**EXTRACTED INFORMATION**
//! Configuration file loading and provider factory.

use std::collections::HashMap;
use std::path::{Path, PathBuf};
use std::sync::Arc;
use std::time::Duration;

use anyhow::{Context, Result};
use serde::{Deserialize, Serialize};

use quizlens_core::engine::MappingEngineConfig;
use quizlens_core::model::DEFAULT_WEAK_THRESHOLD;
use quizlens_core::traits::LlmProvider;

use crate::assistant::AssistantModels;
use crate::ollama::OllamaProvider;
use crate::openai::OpenAiProvider;

pub const CONFIG_FILE_NAME: &str = "quizlens.toml";

/// Configuration for a single LLM provider.
///
/// Debug output masks API keys.
#[derive(Clone, Serialize, Deserialize)]
#[serde(tag = "type", rename_all = "lowercase")]
pub enum ProviderConfig {
    OpenAI {
        api_key: String,
        #[serde(default)]
        base_url: Option<String>,
        #[serde(default)]
        org_id: Option<String>,
    },
    Ollama {
        #[serde(default = "default_ollama_url")]
        base_url: String,
    },
}

impl std::fmt::Debug for ProviderConfig {
    fn fmt(&self, f: &mut std::fmt::Formatter<'_>) -> std::fmt::Result {
        match self {
            ProviderConfig::OpenAI {
                api_key: _,
                base_url,
                org_id,
            } => f
                .debug_struct("OpenAI")
                .field("api_key", &"***")
                .field("base_url", base_url)
                .field("org_id", org_id)
                .finish(),
            ProviderConfig::Ollama { base_url } => f
                .debug_struct("Ollama")
                .field("base_url", base_url)
                .finish(),
        }
    }
}

fn default_ollama_url() -> String {
    "http://localhost:11434".to_string()
}

/// Top-level quizlens configuration.
#[derive(Debug, Clone, Serialize, Deserialize)]
pub struct QuizlensConfig {
    /// Provider configurations keyed by name.
    #[serde(default)]
    pub providers: HashMap<String, ProviderConfig>,
    /// Provider used for LLM mapping, extraction and recommendations.
    #[serde(default = "default_provider")]
    pub default_provider: String,
    /// Model for topic extraction and question mapping.
    #[serde(default = "default_mapping_model")]
    pub mapping_model: String,
    /// Model for instructor recommendations.
    #[serde(default = "default_recommendation_model")]
    pub recommendation_model: String,
    /// Percentage below which a topic counts as weak.
    #[serde(default = "default_threshold")]
    pub weak_threshold: f64,
    /// Max concurrent mapping calls.
    #[serde(default = "default_parallelism")]
    pub parallelism: usize,
    /// Max retries on provider errors.
    #[serde(default = "default_retries")]
    pub max_retries: u32,
    /// Base delay between retries in milliseconds.
    #[serde(default = "default_retry_delay")]
    pub retry_delay_ms: u64,
    /// Output directory for reports.
    #[serde(default = "default_output_dir")]
    pub output_dir: PathBuf,
}

fn default_provider() -> String {
    "openai".to_string()
}
fn default_mapping_model() -> String {
    "gpt-4.1-mini".to_string()
}
fn default_recommendation_model() -> String {
    "gpt-4.1".to_string()
}
fn default_threshold() -> f64 {
    DEFAULT_WEAK_THRESHOLD
}
fn default_parallelism() -> usize {
    4
}
fn default_retries() -> u32 {
    3
}
fn default_retry_delay() -> u64 {
    1000
}
fn default_output_dir() -> PathBuf {
    PathBuf::from("./quizlens-results")
}

impl Default for QuizlensConfig {
    fn default() -> Self {
        Self {
            providers: HashMap::new(),
            default_provider: default_provider(),
            mapping_model: default_mapping_model(),
            recommendation_model: default_recommendation_model(),
            weak_threshold: default_threshold(),
            parallelism: default_parallelism(),
            max_retries: default_retries(),
            retry_delay_ms: default_retry_delay(),
            output_dir: default_output_dir(),
        }
    }
}

impl QuizlensConfig {
    /// Mapping engine settings derived from this config.
    pub fn engine_config(&self, remap_existing: bool) -> MappingEngineConfig {
        MappingEngineConfig {
            parallelism: self.parallelism.max(1),
            max_retries: self.max_retries,
            retry_delay: Duration::from_millis(self.retry_delay_ms),
            remap_existing,
        }
    }

    pub fn assistant_models(&self) -> AssistantModels {
        AssistantModels {
            extraction: self.mapping_model.clone(),
            mapping: self.mapping_model.clone(),
            recommendation: self.recommendation_model.clone(),
        }
    }

    /// Build the default provider.
    pub fn default_llm(&self) -> Result<Arc<dyn LlmProvider>> {
        let provider_config = self.providers.get(&self.default_provider).with_context(|| {
            format!(
                "provider '{}' is not configured (add [providers.{}] to {CONFIG_FILE_NAME})",
                self.default_provider, self.default_provider
            )
        })?;
        create_provider(&self.default_provider, provider_config)
    }
}

/// Resolve environment variable references like `${VAR_NAME}` in a string.
///
/// Substituted values are not scanned again.
fn resolve_env_vars(s: &str) -> String {
    let mut result = String::with_capacity(s.len());
    let mut rest = s;
    while let Some(start) = rest.find("${") {
        let Some(end) = rest[start..].find('}') else {
            break;
        };
        result.push_str(&rest[..start]);
        let var_name = &rest[start + 2..start + end];
        result.push_str(&std::env::var(var_name).unwrap_or_default());
        rest = &rest[start + end + 1..];
    }
    result.push_str(rest);
    result
}

fn resolve_provider_config(config: &ProviderConfig) -> ProviderConfig {
    match config {
        ProviderConfig::OpenAI {
            api_key,
            base_url,
            org_id,
        } => ProviderConfig::OpenAI {
            api_key: resolve_env_vars(api_key),
            base_url: base_url.as_ref().map(|u| resolve_env_vars(u)),
            org_id: org_id.as_ref().map(|o| resolve_env_vars(o)),
        },
        ProviderConfig::Ollama { base_url } => ProviderConfig::Ollama {
            base_url: resolve_env_vars(base_url),
        },
    }
}

/// Load configuration from well-known paths.
///
/// Search order:
/// 1. `quizlens.toml` in the current directory
/// 2. `~/.config/quizlens/config.toml`
///
/// `QUIZLENS_OPENAI_KEY` overrides the OpenAI API key.
pub fn load_config() -> Result<QuizlensConfig> {
    load_config_from(None)
}

/// Load config from an explicit path, or search the default locations.
pub fn load_config_from(path: Option<&Path>) -> Result<QuizlensConfig> {
    let config_path = match path {
        Some(p) if p.exists() => Some(p.to_path_buf()),
        Some(p) => anyhow::bail!("config file not found: {}", p.display()),
        None => {
            let local = PathBuf::from(CONFIG_FILE_NAME);
            if local.exists() {
                Some(local)
            } else {
                dirs_path()
                    .map(|home| home.join("config.toml"))
                    .filter(|global| global.exists())
            }
        }
    };

    let mut config = match config_path {
        Some(path) => {
            tracing::debug!("loading config from {}", path.display());
            let content = std::fs::read_to_string(&path)
                .with_context(|| format!("failed to read config: {}", path.display()))?;
            toml::from_str::<QuizlensConfig>(&content)
                .with_context(|| format!("failed to parse config: {}", path.display()))?
        }
        None => QuizlensConfig::default(),
    };

    if let Ok(key) = std::env::var("QUIZLENS_OPENAI_KEY") {
        let entry = config
            .providers
            .entry("openai".into())
            .or_insert(ProviderConfig::OpenAI {
                api_key: String::new(),
                base_url: None,
                org_id: None,
            });
        if let ProviderConfig::OpenAI { api_key, .. } = entry {
            *api_key = key;
        }
    }

    config.providers = config
        .providers
        .iter()
        .map(|(k, v)| (k.clone(), resolve_provider_config(v)))
        .collect();

    Ok(config)
}

fn dirs_path() -> Option<PathBuf> {
    std::env::var("HOME")
        .ok()
        .map(|h| PathBuf::from(h).join(".config").join("quizlens"))
}

/// Create a provider instance from its configuration.
pub fn create_provider(name: &str, config: &ProviderConfig) -> Result<Arc<dyn LlmProvider>> {
    let provider: Arc<dyn LlmProvider> = match config {
        ProviderConfig::OpenAI {
            api_key,
            base_url,
            org_id,
        } => {
            if api_key.is_empty() {
                anyhow::bail!(
                    "provider '{name}' has no API key (set api_key or QUIZLENS_OPENAI_KEY)"
                );
            }
            Arc::new(OpenAiProvider::new(api_key, base_url.clone(), org_id.clone())?)
        }
        ProviderConfig::Ollama { base_url } => Arc::new(OllamaProvider::new(base_url)?),
    };
    Ok(provider)
}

**YOUR TASK**
Up to and including the line with "use quizlens_core::traits::LlmProvider;", restate the records above word for word from the very first line.

**PROBLEM SOLUTION**
//! Configuration file loading and provider factory.

use std::collections::HashMap;
use std::path::{Path, PathBuf};
use std::sync::Arc;
use std::time::Duration;

use anyhow::{Context, Result};
use serde::{Deserialize, Serialize};

use quizlens_core::engine::MappingEngineConfig;
use quizlens_core::model::DEFAULT_WEAK_THRESHOLD;
use quizlens_core::traits::LlmProvider;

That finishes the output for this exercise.